The Hybrid Production Stack

The 2026 consensus architecture layers all three retrieval mechanisms 5:

  1. Vector search identifies the most relevant documents and entity entry-points.
  2. Graph traversal follows relationship edges from those entry-points to gather connected context.
  3. Memory retrieval injects session-specific and user-specific context from scoped stores.
flowchart TB
    Q[Agent Query] --> VS[Vector Search]
    Q --> GS[Graph Search]
    Q --> MS[Memory Store Lookup]
    VS --> |Top-k chunks| M[Merge & Rank]
    GS --> |Related entities| M
    MS --> |Scoped memories| M
    M --> C[Context Window]
    C --> LLM[LLM Response]
    LLM --> |Extract facts| WB[Write-Back Pipeline]
    WB --> VS
    WB --> GS
    WB --> MS

This is the “write path” argument from Lanham’s 2026 analysis: agents need not just a retriever but also a structured write-back pipeline that extracts facts, resolves entities, and updates all three stores after every interaction 15.

Choosing a Pattern

Criterion Vector + RAG Graphiti Mem0 Letta
Setup complexity Low High Medium High
Multi-hop reasoning No Yes Partial (Pro) Yes
Temporal awareness No Yes No No
Cross-agent sharing Manual Via groups Via org scope Via server
Codex CLI integration Custom MCP MCP 1.0 MCP (9 tools) Custom
Self-hosted option Yes Yes OSS core Yes
Cloud managed Varies Zep Cloud Mem0 Platform Letta Cloud

For most Codex CLI workflows, Mem0 via MCP provides the best balance of simplicity and capability. For workflows requiring temporal reasoning or multi-hop entity traversal — compliance agents, long-running project assistants — Graphiti justifies the operational overhead. Letta suits teams building custom agent platforms where memory management is a core differentiator rather than a bolted-on feature.

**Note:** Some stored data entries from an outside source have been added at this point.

use anyhow::{Result, anyhow};
use async_trait::async_trait;
use chrono::{DateTime, SecondsFormat, Utc};
use reqwest::Url;
use tracing::debug;

use crate::fetch::{HttpClient, fetch_bytes};
use crate::parser::{parse_eco_events, parse_sensor_series, parse_vehicles};
use crate::scoring::types::{EcoEvent, SensorSeries, Vehicle};
use crate::services::telemetry_api::TelemetryApi;

/// REST client for the upstream vehicle telemetry API.
///
/// Authentication is handled by the wrapped [`HttpClient`] (see
/// [`crate::fetch::auth`]).
pub struct TelemetryApiClient {
    base_url: Url,
    http: Box<dyn HttpClient>,
}

impl TelemetryApiClient {
    pub fn new(base_url: &str, http: Box<dyn HttpClient>) -> Result<Self> {
        let base_url = Url::parse(base_url)?;
        if base_url.cannot_be_a_base() {
            return Err(anyhow!("telemetry base URL '{base_url}' cannot take a path"));
        }
        Ok(Self { base_url, http })
    }

    /// Appends `segments` to the base path. Each segment is percent-encoded,
    /// so ids containing `/`, `?` or `..` stay inside their own segment.
    fn endpoint(&self, segments: &[&str], params: &[(&str, String)]) -> Result<String> {
        let mut url = self.base_url.clone();
        url.path_segments_mut()
            .map_err(|_| anyhow!("telemetry base URL '{}' cannot take a path", self.base_url))?
            .pop_if_empty()
            .extend(segments);
        if !params.is_empty() {
            let mut pairs = url.query_pairs_mut();
            for (k, v) in params {
                pairs.append_pair(k, v);
            }
        }
        Ok(url.to_string())
    }

    fn window(from: DateTime<Utc>, till: DateTime<Utc>) -> [(&'static str, String); 2] {
        [
            ("from", from.to_rfc3339_opts(SecondsFormat::Secs, true)),
            ("till", till.to_rfc3339_opts(SecondsFormat::Secs, true)),
        ]
    }
}

#[async_trait]
impl TelemetryApi for TelemetryApiClient {
    async fn list_vehicles(&self, group_id: &str) -> Result<Vec<Vehicle>> {
        let url = self.endpoint(&["v1", "vehicles"], &[("group_id", group_id.to_string())])?;
        let bytes = fetch_bytes(self.http.as_ref(), &url).await?;
        let vehicles = parse_vehicles(&bytes)?;
        debug!(group_id, count = vehicles.len(), "Vehicle roster fetched");
        Ok(vehicles)
    }

    async fn eco_events(
        &self,
        vehicle_id: &str,
        from: DateTime<Utc>,
        till: DateTime<Utc>,
    ) -> Result<Vec<EcoEvent>> {
        let url = self.endpoint(
            &["v1", "vehicles", vehicle_id, "eco_events"],
            &Self::window(from, till),
        )?;
        let bytes = fetch_bytes(self.http.as_ref(), &url).await?;
        parse_eco_events(&bytes)
    }

    async fn sensor_series(
        &self,
        vehicle_id: &str,
        from: DateTime<Utc>,
        till: DateTime<Utc>,
    ) -> Result<SensorSeries> {
        let mut params = Self::window(from, till).to_vec();
        params.push(("sensors", "fuel_level,fuel_consumed,speed".to_string()));
        let url = self.endpoint(&["v1", "vehicles", vehicle_id, "sensors"], &params)?;
        let bytes = fetch_bytes(self.http.as_ref(), &url).await?;
        parse_sensor_series(&bytes)
    }
}

#[cfg(test)]
mod tests {
    use super::*;
    use crate::fetch::BasicClient;
    use chrono::TimeZone;

    fn client(base: &str) -> TelemetryApiClient {
        TelemetryApiClient::new(base, Box::new(BasicClient::new())).unwrap()
    }

    #[test]
    fn test_endpoint_keeps_base_path() {
        let c = client("https://fleet.example.com/api");
        let url = c
            .endpoint(&["v1", "vehicles"], &[("group_id", "north".to_string())])
            .unwrap();
        assert_eq!(url, "https://fleet.example.com/api/v1/vehicles?group_id=north");
    }

    #[test]
    fn test_endpoint_encodes_window() {
        let c = client("https://fleet.example.com/");
        let from = Utc.with_ymd_and_hms(2025, 3, 13, 12, 0, 0).unwrap();
        let till = Utc.with_ymd_and_hms(2025, 3, 14, 12, 0, 0).unwrap();
        let url = c
            .endpoint(
                &["v1", "vehicles", "42", "eco_events"],
                &TelemetryApiClient::window(from, till),
            )
            .unwrap();
        assert_eq!(
            url,
            "https://fleet.example.com/v1/vehicles/42/eco_events?from=2025-03-13T12%3A00%3A00Z&till=2025-03-14T12%3A00%3A00Z"
        );
    }

    #[test]
    fn test_endpoint_encodes_vehicle_id_as_one_segment() {
        let c = client("https://fleet.example.com/api/");
        let url = c
            .endpoint(
                &["v1", "vehicles", "a/b?c", "eco_events"],
                &[("from", "x".to_string())],
            )
            .unwrap();
        assert_eq!(
            url,
            "https://fleet.example.com/api/v1/vehicles/a%2Fb%3Fc/eco_events?from=x"
        );

        let url = c
            .endpoint(&["v1", "vehicles", "../../admin", "sensors"], &[])
            .unwrap();
        assert!(url.starts_with("https://fleet.example.com/api/v1/vehicles/"));
        assert!(url.ends_with("/sensors"));
        assert!(!url.contains("/api/admin"));
    }

    #[test]
    fn test_invalid_base_url() {
        assert!(TelemetryApiClient::new("not a url", Box::new(BasicClient::new())).is_err());
        assert!(TelemetryApiClient::new("mailto:ops@example.com", Box::new(BasicClient::new())).is_err());
    }
}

What Codex CLI’s Native Memories Miss

Codex CLI’s built-in Memories system handles the common case well: single-developer, single-machine, session-to-session continuity. But three gaps remain:

  1. No cross-machine sync~/.codex/memories/ is local. A second laptop or CI container starts with a blank slate 2.
  2. No semantic retrieval — memories are injected wholesale or by recency, not by semantic relevance to the current query.
  3. No team sharing — there is no mechanism to share learned patterns across a team’s Codex instances.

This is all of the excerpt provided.